THE DATA
//! Telecache Telemetry - Observability Infrastructure
//!
//! Structured logging through `tracing-subscriber` and Prometheus metrics for
//! the API layer. Neither needs an external collector.

pub mod metrics;
pub mod middleware;
pub mod tracer;

pub use metrics::{coordinator_families, metrics_handler, TelecacheMetrics, METRICS};
pub use middleware::observability_middleware;
pub use tracer::{init_tracing, LogFormat, TelemetryConfig, DEFAULT_LOG_FILTER};
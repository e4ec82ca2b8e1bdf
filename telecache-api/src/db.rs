//! Database Connection Pool Module
//!
//! PostgreSQL-backed [`DurableStore`] using deadpool-postgres. Telemetry is
//! appended to a single `device_data` table and read back newest first.
//! The payload column is JSONB; it is written from and read as text so the
//! store never interprets it.

use async_trait::async_trait;
use deadpool_postgres::{Config, ManagerConfig, Pool, PoolConfig, RecyclingMethod, Runtime};
use std::time::Duration;
use telecache_core::{StoreError, TelemetryRow};
use telecache_storage::DurableStore;
use tokio_postgres::NoTls;

use crate::config::parse_or;
use crate::error::{ApiError, ApiResult};

const SCHEMA_SQL: &str = r#"
CREATE TABLE IF NOT EXISTS device_data (
    id          BIGSERIAL PRIMARY KEY,
    device_id   TEXT   NOT NULL,
    device_type TEXT   NOT NULL DEFAULT '',
    "timestamp" BIGINT NOT NULL,
    data        JSONB  NOT NULL
);
CREATE INDEX IF NOT EXISTS device_data_latest_idx
    ON device_data (device_id, "timestamp" DESC, id DESC);
"#;

const INSERT_SQL: &str = r#"INSERT INTO device_data (device_id, device_type, "timestamp", data) VALUES ($1, $2, $3, CAST($4::text AS jsonb))"#;

const LATEST_SQL: &str = r#"SELECT device_id, device_type, "timestamp", data::text FROM device_data WHERE device_id = $1 ORDER BY "timestamp" DESC, id DESC LIMIT 1"#;

const HISTORY_SQL: &str = r#"SELECT device_id, device_type, "timestamp", data::text FROM device_data WHERE device_id = $1 ORDER BY "timestamp" DESC, id DESC LIMIT $2"#;

// ============================================================================
// CONNECTION POOL CONFIGURATION
// ============================================================================

/// Database connection pool configuration.
#[derive(Debug, Clone)]
pub struct DbConfig {
    /// PostgreSQL host
    pub host: String,
    /// PostgreSQL port
    pub port: u16,
    /// Database name
    pub dbname: String,
    /// Database user
    pub user: String,
    /// Database password
    pub password: String,
    /// Maximum pool size
    pub max_size: usize,
    /// How long to wait for a pooled connection
    pub timeout: Duration,
    /// Create the table and index at startup
    pub migrate: bool,
}

impl Default for DbConfig {
    fn default() -> Self {
        Self {
            host: "localhost".to_string(),
            port: 5432,
            dbname: "telemetry".to_string(),
            user: "postgres".to_string(),
            password: "".to_string(),
            max_size: 16,
            timeout: Duration::from_secs(30),
            migrate: true,
        }
    }
}

impl DbConfig {
    /// Create a new database configuration from environment variables.
    pub fn from_env() -> Self {
        Self::from_lookup(|key| std::env::var(key).ok())
    }

    pub fn from_lookup<F>(lookup: F) -> Self
    where
        F: Fn(&str) -> Option<String>,
    {
        let defaults = Self::default();
        Self {
            host: lookup("DB_HOST").unwrap_or(defaults.host),
            port: parse_or(&lookup, "DB_PORT", defaults.port),
            dbname: lookup("DB_NAME").unwrap_or(defaults.dbname),
            user: lookup("DB_USER").unwrap_or(defaults.user),
            password: lookup("DB_PASSWORD").unwrap_or_default(),
            max_size: parse_or(&lookup, "TELECACHE_DB_POOL_SIZE", defaults.max_size),
            timeout: defaults.timeout,
            migrate: lookup("TELECACHE_DB_MIGRATE")
                .map(|s| s.to_lowercase() != "false")
                .unwrap_or(true),
        }
    }

    /// Create a connection pool from this configuration.
    ///
    /// No connection is opened until the pool is first used.
    pub fn create_pool(&self) -> ApiResult<Pool> {
        let mut cfg = Config::new();
        cfg.host = Some(self.host.clone());
        cfg.port = Some(self.port);
        cfg.dbname = Some(self.dbname.clone());
        cfg.user = Some(self.user.clone());
        cfg.password = Some(self.password.clone());

        cfg.manager = Some(ManagerConfig {
            recycling_method: RecyclingMethod::Fast,
        });

        let mut pool_cfg = PoolConfig::new(self.max_size.max(1));
        pool_cfg.timeouts.wait = Some(self.timeout);
        cfg.pool = Some(pool_cfg);

        let pool = cfg
            .create_pool(Some(Runtime::Tokio1), NoTls)
            .map_err(|e| ApiError::database_error(format!("Failed to create pool: {}", e)))?;

        Ok(pool)
    }
}

// ============================================================================
// DURABLE STORE
// ============================================================================

/// Append-only telemetry table behind a connection pool.
#[derive(Clone)]
pub struct PgDurableStore {
    pool: Pool,
}

impl PgDurableStore {
    pub fn new(pool: Pool) -> Self {
        Self { pool }
    }

    pub fn from_config(config: &DbConfig) -> ApiResult<Self> {
        let pool = config.create_pool()?;
        Ok(Self::new(pool))
    }

    /// Get the current pool size for observability.
    pub fn pool_size(&self) -> usize {
        self.pool.status().size
    }

    /// Create the telemetry table and its lookup index if missing.
    pub async fn ensure_schema(&self) -> Result<(), StoreError> {
        let conn = self.get_conn().await?;
        conn.batch_execute(SCHEMA_SQL).await.map_err(query_error)?;
        tracing::info!("device_data schema ensured");
        Ok(())
    }

    async fn get_conn(&self) -> Result<deadpool_postgres::Object, StoreError> {
        self.pool.get().await.map_err(pool_error)
    }
}

fn pool_error(err: deadpool_postgres::PoolError) -> StoreError {
    tracing::error!("Connection pool error: {:?}", err);
    StoreError::Unavailable {
        reason: err.to_string(),
    }
}

fn query_error(err: tokio_postgres::Error) -> StoreError {
    let reason = match err.as_db_error() {
        Some(db) => db.to_string(),
        None => err.to_string(),
    };
    StoreError::Query { reason }
}

fn row_from_pg(row: &tokio_postgres::Row) -> Result<TelemetryRow, StoreError> {
    let data: String = row.try_get(3).map_err(query_error)?;
    Ok(TelemetryRow {
        device_id: row.try_get(0).map_err(query_error)?,
        device_type: row.try_get(1).map_err(query_error)?,
        timestamp: row.try_get(2).map_err(query_error)?,
        payload: data.into_bytes(),
    })
}

#[async_trait]
impl DurableStore for PgDurableStore {
    async fn append(&self, row: &TelemetryRow) -> Result<(), StoreError> {
        let payload = std::str::from_utf8(&row.payload).map_err(|e| StoreError::Query {
            reason: format!("payload is not UTF-8: {}", e),
        })?;
        let conn = self.get_conn().await?;
        conn.execute(
            INSERT_SQL,
            &[&row.device_id, &row.device_type, &row.timestamp, &payload],
        )
        .await
        .map_err(query_error)?;
        Ok(())
    }

    async fn latest(&self, device_id: &str) -> Result<Option<TelemetryRow>, StoreError> {
        let conn = self.get_conn().await?;
        let row = conn
            .query_opt(LATEST_SQL, &[&device_id])
            .await
            .map_err(query_error)?;
        row.as_ref().map(row_from_pg).transpose()
    }

    async fn history(
        &self,
        device_id: &str,
        limit: usize,
    ) -> Result<Vec<TelemetryRow>, StoreError> {
        let limit = i64::try_from(limit).unwrap_or(i64::MAX);
        let conn = self.get_conn().await?;
        let rows = conn
            .query(HISTORY_SQL, &[&device_id, &limit])
            .await
            .map_err(query_error)?;
        rows.iter().map(row_from_pg).collect()
    }

    async fn ping(&self) -> Result<(), StoreError> {
        let conn = self.get_conn().await?;
        conn.query_one("SELECT 1", &[]).await.map_err(query_error)?;
        Ok(())
    }
}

WHAT YOU NEED TO DO
Your task is to repeat each line of the material exactly.

ANSWER AREA
//! Telecache Telemetry - Observability Infrastructure
//!
//! Structured logging through `tracing-subscriber` and Prometheus metrics for
//! the API layer. Neither needs an external collector.

pub mod metrics;
pub mod middleware;
pub mod tracer;

pub use metrics::{coordinator_families, metrics_handler, TelecacheMetrics, METRICS};
pub use middleware::observability_middleware;
pub use tracer::{init_tracing, LogFormat, TelemetryConfig, DEFAULT_LOG_FILTER};
repository e4ec82ca2b8e1bdf
filename telecache-api/src/db.rs
//! Database Connection Pool Module
//!
//! PostgreSQL-backed [`DurableStore`] using deadpool-postgres. Telemetry is
//! appended to a single `device_data` table and read back newest first.
//! The payload column is JSONB; it is written from and read as text so the
//! store never interprets it.

use async_trait::async_trait;
use deadpool_postgres::{Config, ManagerConfig, Pool, PoolConfig, RecyclingMethod, Runtime};
use std::time::Duration;
use telecache_core::{StoreError, TelemetryRow};
use telecache_storage::DurableStore;
use tokio_postgres::NoTls;

use crate::config::parse_or;
use crate::error::{ApiError, ApiResult};

const SCHEMA_SQL: &str = r#"
CREATE TABLE IF NOT EXISTS device_data (
    id          BIGSERIAL PRIMARY KEY,
    device_id   TEXT   NOT NULL,
    device_type TEXT   NOT NULL DEFAULT '',
    "timestamp" BIGINT NOT NULL,
    data        JSONB  NOT NULL
);
CREATE INDEX IF NOT EXISTS device_data_latest_idx
    ON device_data (device_id, "timestamp" DESC, id DESC);
"#;

const INSERT_SQL: &str = r#"INSERT INTO device_data (device_id, device_type, "timestamp", data) VALUES ($1, $2, $3, CAST($4::text AS jsonb))"#;

const LATEST_SQL: &str = r#"SELECT device_id, device_type, "timestamp", data::text FROM device_data WHERE device_id = $1 ORDER BY "timestamp" DESC, id DESC LIMIT 1"#;

const HISTORY_SQL: &str = r#"SELECT device_id, device_type, "timestamp", data::text FROM device_data WHERE device_id = $1 ORDER BY "timestamp" DESC, id DESC LIMIT $2"#;

// ============================================================================
// CONNECTION POOL CONFIGURATION
// ============================================================================

/// Database connection pool configuration.
#[derive(Debug, Clone)]
pub struct DbConfig {
    /// PostgreSQL host
    pub host: String,
    /// PostgreSQL port
    pub port: u16,
    /// Database name
    pub dbname: String,
    /// Database user
    pub user: String,
    /// Database password
    pub password: String,
    /// Maximum pool size
    pub max_size: usize,
    /// How long to wait for a pooled connection
    pub timeout: Duration,
    /// Create the table and index at startup
    pub migrate: bool,
}

impl Default for DbConfig {
    fn default() -> Self {
        Self {
            host: "localhost".to_string(),
            port: 5432,
            dbname: "telemetry".to_string(),
            user: "postgres".to_string(),
            password: "".to_string(),
            max_size: 16,
            timeout: Duration::from_secs(30),
            migrate: true,
        }
    }
}

impl DbConfig {
    /// Create a new database configuration from environment variables.
    pub fn from_env() -> Self {
        Self::from_lookup(|key| std::env::var(key).ok())
    }

    pub fn from_lookup<F>(lookup: F) -> Self
    where
        F: Fn(&str) -> Option<String>,
    {
        let defaults = Self::default();
        Self {
            host: lookup("DB_HOST").unwrap_or(defaults.host),
            port: parse_or(&lookup, "DB_PORT", defaults.port),
            dbname: lookup("DB_NAME").unwrap_or(defaults.dbname),
            user: lookup("DB_USER").unwrap_or(defaults.user),
            password: lookup("DB_PASSWORD").unwrap_or_default(),
            max_size: parse_or(&lookup, "TELECACHE_DB_POOL_SIZE", defaults.max_size),
            timeout: defaults.timeout,
            migrate: lookup("TELECACHE_DB_MIGRATE")
                .map(|s| s.to_lowercase() != "false")
                .unwrap_or(true),
        }
    }

    /// Create a connection pool from this configuration.
    ///
    /// No connection is opened until the pool is first used.
    pub fn create_pool(&self) -> ApiResult<Pool> {
        let mut cfg = Config::new();
        cfg.host = Some(self.host.clone());
        cfg.port = Some(self.port);
        cfg.dbname = Some(self.dbname.clone());
        cfg.user = Some(self.user.clone());
        cfg.password = Some(self.password.clone());

        cfg.manager = Some(ManagerConfig {
            recycling_method: RecyclingMethod::Fast,
        });

        let mut pool_cfg = PoolConfig::new(self.max_size.max(1));
        pool_cfg.timeouts.wait = Some(self.timeout);
        cfg.pool = Some(pool_cfg);

        let pool = cfg
            .create_pool(Some(Runtime::Tokio1), NoTls)
            .map_err(|e| ApiError::database_error(format!("Failed to create pool: {}", e)))?;

        Ok(pool)
    }
}

// ============================================================================
// DURABLE STORE
// ============================================================================

/// Append-only telemetry table behind a connection pool.
#[derive(Clone)]
pub struct PgDurableStore {
    pool: Pool,
}

impl PgDurableStore {
    pub fn new(pool: Pool) -> Self {
        Self { pool }
    }

    pub fn from_config(config: &DbConfig) -> ApiResult<Self> {
        let pool = config.create_pool()?;
        Ok(Self::new(pool))
    }

    /// Get the current pool size for observability.
    pub fn pool_size(&self) -> usize {
        self.pool.status().size
    }

    /// Create the telemetry table and its lookup index if missing.
    pub async fn ensure_schema(&self) -> Result<(), StoreError> {
        let conn = self.get_conn().await?;
        conn.batch_execute(SCHEMA_SQL).await.map_err(query_error)?;
        tracing::info!("device_data schema ensured");
        Ok(())
    }

    async fn get_conn(&self) -> Result<deadpool_postgres::Object, StoreError> {
        self.pool.get().await.map_err(pool_error)
    }
}

fn pool_error(err: deadpool_postgres::PoolError) -> StoreError {
    tracing::error!("Connection pool error: {:?}", err);
    StoreError::Unavailable {
        reason: err.to_string(),
    }
}

fn query_error(err: tokio_postgres::Error) -> StoreError {
    let reason = match err.as_db_error() {
        Some(db) => db.to_string(),
        None => err.to_string(),
    };
    StoreError::Query { reason }
}

fn row_from_pg(row: &tokio_postgres::Row) -> Result<TelemetryRow, StoreError> {
    let data: String = row.try_get(3).map_err(query_error)?;
    Ok(TelemetryRow {
        device_id: row.try_get(0).map_err(query_error)?,
        device_type: row.try_get(1).map_err(query_error)?,
        timestamp: row.try_get(2).map_err(query_error)?,
        payload: data.into_bytes(),
    })
}

#[async_trait]
impl DurableStore for PgDurableStore {
    async fn append(&self, row: &TelemetryRow) -> Result<(), StoreError> {
        let payload = std::str::from_utf8(&row.payload).map_err(|e| StoreError::Query {
            reason: format!("payload is not UTF-8: {}", e),
        })?;
        let conn = self.get_conn().await?;
        conn.execute(
            INSERT_SQL,
            &[&row.device_id, &row.device_type, &row.timestamp, &payload],
        )
        .await
        .map_err(query_error)?;
        Ok(())
    }

    async fn latest(&self, device_id: &str) -> Result<Option<TelemetryRow>, StoreError> {
        let conn = self.get_conn().await?;
        let row = conn
            .query_opt(LATEST_SQL, &[&device_id])
            .await
            .map_err(query_error)?;
        row.as_ref().map(row_from_pg).transpose()
    }

    async fn history(
        &self,
        device_id: &str,
        limit: usize,
    ) -> Result<Vec<TelemetryRow>, StoreError> {
        let limit = i64::try_from(limit).unwrap_or(i64::MAX);
        let conn = self.get_conn().await?;
        let rows = conn
            .query(HISTORY_SQL, &[&device_id, &limit])
            .await
            .map_err(query_error)?;
        rows.iter().map(row_from_pg).collect()
    }

    async fn ping(&self) -> Result<(), StoreError> {
        let conn = self.get_conn().await?;
        conn.query_one("SELECT 1", &[]).await.map_err(query_error)?;
        Ok(())
    }
}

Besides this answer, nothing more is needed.